WHAT TO PRODUCE:
Extract, from the records beneath this instruction, each line that contains the word "target".

Saved data entries:
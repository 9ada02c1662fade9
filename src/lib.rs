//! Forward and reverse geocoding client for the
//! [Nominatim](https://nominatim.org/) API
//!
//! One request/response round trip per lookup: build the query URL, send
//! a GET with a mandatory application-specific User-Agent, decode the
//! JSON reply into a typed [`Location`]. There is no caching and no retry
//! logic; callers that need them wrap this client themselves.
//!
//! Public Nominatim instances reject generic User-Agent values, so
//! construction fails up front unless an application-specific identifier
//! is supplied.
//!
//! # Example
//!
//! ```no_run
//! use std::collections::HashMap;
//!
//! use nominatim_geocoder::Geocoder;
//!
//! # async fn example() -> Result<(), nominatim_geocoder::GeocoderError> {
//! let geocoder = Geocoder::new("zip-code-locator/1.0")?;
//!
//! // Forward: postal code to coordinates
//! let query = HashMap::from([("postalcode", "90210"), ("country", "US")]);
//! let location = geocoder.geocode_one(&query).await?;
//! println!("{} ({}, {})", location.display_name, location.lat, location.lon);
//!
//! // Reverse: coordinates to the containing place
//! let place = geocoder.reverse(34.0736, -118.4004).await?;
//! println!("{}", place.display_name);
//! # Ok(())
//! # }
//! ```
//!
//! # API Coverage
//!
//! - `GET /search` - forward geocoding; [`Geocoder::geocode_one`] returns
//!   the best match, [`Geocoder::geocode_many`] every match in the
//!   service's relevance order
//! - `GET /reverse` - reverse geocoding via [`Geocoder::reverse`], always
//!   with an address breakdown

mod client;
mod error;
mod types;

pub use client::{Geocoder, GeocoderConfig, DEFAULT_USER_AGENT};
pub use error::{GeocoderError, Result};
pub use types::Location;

==

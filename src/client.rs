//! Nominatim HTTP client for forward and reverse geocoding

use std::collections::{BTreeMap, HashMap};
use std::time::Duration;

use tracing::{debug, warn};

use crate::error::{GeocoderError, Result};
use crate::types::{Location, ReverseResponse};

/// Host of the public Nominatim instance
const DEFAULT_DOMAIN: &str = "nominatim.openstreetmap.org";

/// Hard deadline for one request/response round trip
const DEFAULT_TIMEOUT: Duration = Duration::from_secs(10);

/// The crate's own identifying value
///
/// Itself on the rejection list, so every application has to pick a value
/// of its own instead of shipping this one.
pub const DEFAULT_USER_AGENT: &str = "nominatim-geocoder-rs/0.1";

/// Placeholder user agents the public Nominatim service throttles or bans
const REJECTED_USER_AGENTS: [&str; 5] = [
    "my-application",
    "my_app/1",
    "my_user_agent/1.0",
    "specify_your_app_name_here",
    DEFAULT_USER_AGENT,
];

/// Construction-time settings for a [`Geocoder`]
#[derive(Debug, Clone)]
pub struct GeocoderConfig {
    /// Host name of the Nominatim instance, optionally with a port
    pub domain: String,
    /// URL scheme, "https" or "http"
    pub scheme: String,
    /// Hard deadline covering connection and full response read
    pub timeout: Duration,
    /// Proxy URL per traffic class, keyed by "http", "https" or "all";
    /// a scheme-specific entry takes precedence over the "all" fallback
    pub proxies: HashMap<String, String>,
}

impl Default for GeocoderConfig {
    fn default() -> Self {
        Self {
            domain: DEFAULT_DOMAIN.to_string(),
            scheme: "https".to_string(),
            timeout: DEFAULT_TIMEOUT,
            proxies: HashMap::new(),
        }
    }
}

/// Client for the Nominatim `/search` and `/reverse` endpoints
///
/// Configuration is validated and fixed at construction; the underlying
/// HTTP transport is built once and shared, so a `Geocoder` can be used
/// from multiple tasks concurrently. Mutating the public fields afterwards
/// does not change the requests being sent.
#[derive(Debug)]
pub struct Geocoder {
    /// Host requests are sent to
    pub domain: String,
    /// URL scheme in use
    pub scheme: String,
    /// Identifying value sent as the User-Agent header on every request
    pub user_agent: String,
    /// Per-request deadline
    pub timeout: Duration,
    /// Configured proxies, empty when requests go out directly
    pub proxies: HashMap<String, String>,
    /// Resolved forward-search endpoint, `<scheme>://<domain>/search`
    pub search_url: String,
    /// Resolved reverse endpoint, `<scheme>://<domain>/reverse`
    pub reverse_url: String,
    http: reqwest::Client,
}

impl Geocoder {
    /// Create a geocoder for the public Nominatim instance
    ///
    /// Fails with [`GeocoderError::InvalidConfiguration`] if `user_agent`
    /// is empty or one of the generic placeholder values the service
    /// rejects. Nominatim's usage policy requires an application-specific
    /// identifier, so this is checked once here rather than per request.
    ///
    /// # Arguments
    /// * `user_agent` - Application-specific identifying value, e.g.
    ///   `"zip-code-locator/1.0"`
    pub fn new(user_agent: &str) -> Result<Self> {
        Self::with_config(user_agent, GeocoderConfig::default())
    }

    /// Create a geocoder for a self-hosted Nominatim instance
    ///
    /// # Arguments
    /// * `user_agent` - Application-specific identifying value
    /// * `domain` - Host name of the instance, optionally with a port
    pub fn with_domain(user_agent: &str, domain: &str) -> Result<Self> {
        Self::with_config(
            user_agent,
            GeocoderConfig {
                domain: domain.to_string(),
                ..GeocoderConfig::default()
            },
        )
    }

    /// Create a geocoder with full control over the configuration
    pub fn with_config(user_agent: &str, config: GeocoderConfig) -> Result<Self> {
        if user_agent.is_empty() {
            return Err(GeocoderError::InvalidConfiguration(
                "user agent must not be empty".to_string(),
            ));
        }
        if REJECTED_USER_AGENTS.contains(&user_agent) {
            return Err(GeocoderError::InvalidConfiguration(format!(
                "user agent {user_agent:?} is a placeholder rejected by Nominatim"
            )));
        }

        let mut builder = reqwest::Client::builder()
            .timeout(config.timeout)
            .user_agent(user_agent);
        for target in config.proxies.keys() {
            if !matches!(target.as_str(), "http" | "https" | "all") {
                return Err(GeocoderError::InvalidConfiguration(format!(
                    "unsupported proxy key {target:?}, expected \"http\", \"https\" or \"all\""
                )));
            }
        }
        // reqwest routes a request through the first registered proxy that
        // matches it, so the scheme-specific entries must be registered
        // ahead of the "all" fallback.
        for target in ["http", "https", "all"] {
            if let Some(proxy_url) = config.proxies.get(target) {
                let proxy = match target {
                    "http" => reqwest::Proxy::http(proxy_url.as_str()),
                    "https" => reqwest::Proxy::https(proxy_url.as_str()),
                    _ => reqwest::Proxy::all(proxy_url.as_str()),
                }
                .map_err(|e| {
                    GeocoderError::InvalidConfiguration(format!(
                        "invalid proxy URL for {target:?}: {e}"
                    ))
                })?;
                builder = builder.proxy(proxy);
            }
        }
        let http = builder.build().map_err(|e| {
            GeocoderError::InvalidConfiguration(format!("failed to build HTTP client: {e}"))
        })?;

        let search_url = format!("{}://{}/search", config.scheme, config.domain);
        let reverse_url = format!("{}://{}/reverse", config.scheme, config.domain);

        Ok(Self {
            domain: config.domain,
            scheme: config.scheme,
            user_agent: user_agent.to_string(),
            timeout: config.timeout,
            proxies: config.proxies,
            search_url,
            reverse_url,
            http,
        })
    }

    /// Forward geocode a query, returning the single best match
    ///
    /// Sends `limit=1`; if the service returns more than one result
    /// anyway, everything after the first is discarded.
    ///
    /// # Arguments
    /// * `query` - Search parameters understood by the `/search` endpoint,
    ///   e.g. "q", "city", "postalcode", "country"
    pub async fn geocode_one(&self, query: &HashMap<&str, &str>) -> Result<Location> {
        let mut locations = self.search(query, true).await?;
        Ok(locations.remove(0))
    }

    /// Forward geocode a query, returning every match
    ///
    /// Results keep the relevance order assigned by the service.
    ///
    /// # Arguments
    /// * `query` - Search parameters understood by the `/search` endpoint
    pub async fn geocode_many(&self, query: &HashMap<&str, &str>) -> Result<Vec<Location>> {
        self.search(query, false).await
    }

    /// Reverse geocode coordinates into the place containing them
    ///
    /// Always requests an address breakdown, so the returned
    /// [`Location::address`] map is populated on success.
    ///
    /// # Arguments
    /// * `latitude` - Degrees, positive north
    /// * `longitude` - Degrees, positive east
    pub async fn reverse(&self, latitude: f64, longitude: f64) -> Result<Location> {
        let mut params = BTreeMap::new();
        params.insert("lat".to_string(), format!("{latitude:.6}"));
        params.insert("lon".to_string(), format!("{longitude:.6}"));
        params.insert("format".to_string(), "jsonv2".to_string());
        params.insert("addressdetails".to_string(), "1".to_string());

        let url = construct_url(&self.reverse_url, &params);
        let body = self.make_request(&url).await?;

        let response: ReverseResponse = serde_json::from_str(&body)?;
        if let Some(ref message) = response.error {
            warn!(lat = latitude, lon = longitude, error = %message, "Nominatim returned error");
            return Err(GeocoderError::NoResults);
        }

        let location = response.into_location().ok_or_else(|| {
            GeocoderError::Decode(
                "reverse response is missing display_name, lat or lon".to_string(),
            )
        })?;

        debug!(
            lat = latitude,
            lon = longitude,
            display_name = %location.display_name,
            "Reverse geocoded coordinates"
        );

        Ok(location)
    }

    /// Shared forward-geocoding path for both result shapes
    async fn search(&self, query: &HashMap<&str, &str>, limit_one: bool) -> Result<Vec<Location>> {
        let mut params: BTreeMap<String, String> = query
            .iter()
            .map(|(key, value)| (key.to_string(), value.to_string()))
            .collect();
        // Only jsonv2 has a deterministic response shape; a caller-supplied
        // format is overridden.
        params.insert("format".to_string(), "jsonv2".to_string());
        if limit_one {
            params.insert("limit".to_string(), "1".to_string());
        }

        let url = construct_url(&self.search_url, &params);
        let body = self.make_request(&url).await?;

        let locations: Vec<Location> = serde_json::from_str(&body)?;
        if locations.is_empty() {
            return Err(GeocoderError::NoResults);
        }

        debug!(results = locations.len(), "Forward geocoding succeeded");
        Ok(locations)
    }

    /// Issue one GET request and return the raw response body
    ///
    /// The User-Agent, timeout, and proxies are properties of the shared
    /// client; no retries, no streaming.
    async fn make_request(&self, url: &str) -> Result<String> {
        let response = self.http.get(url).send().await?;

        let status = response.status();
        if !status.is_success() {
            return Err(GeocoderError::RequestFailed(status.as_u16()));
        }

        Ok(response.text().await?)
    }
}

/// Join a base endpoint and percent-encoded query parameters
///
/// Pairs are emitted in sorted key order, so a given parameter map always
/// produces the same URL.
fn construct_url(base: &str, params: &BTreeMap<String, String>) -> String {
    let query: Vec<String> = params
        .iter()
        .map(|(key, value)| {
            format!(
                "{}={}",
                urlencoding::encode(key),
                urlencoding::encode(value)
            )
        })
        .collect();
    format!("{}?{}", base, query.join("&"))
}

RESPONSE:
        for target in config.proxies.keys() {
            if !matches!(target.as_str(), "http" | "https" | "all") {
                    "unsupported proxy key {target:?}, expected \"http\", \"https\" or \"all\""
        for target in ["http", "https", "all"] {
            if let Some(proxy_url) = config.proxies.get(target) {
                let proxy = match target {
                        "invalid proxy URL for {target:?}: {e}"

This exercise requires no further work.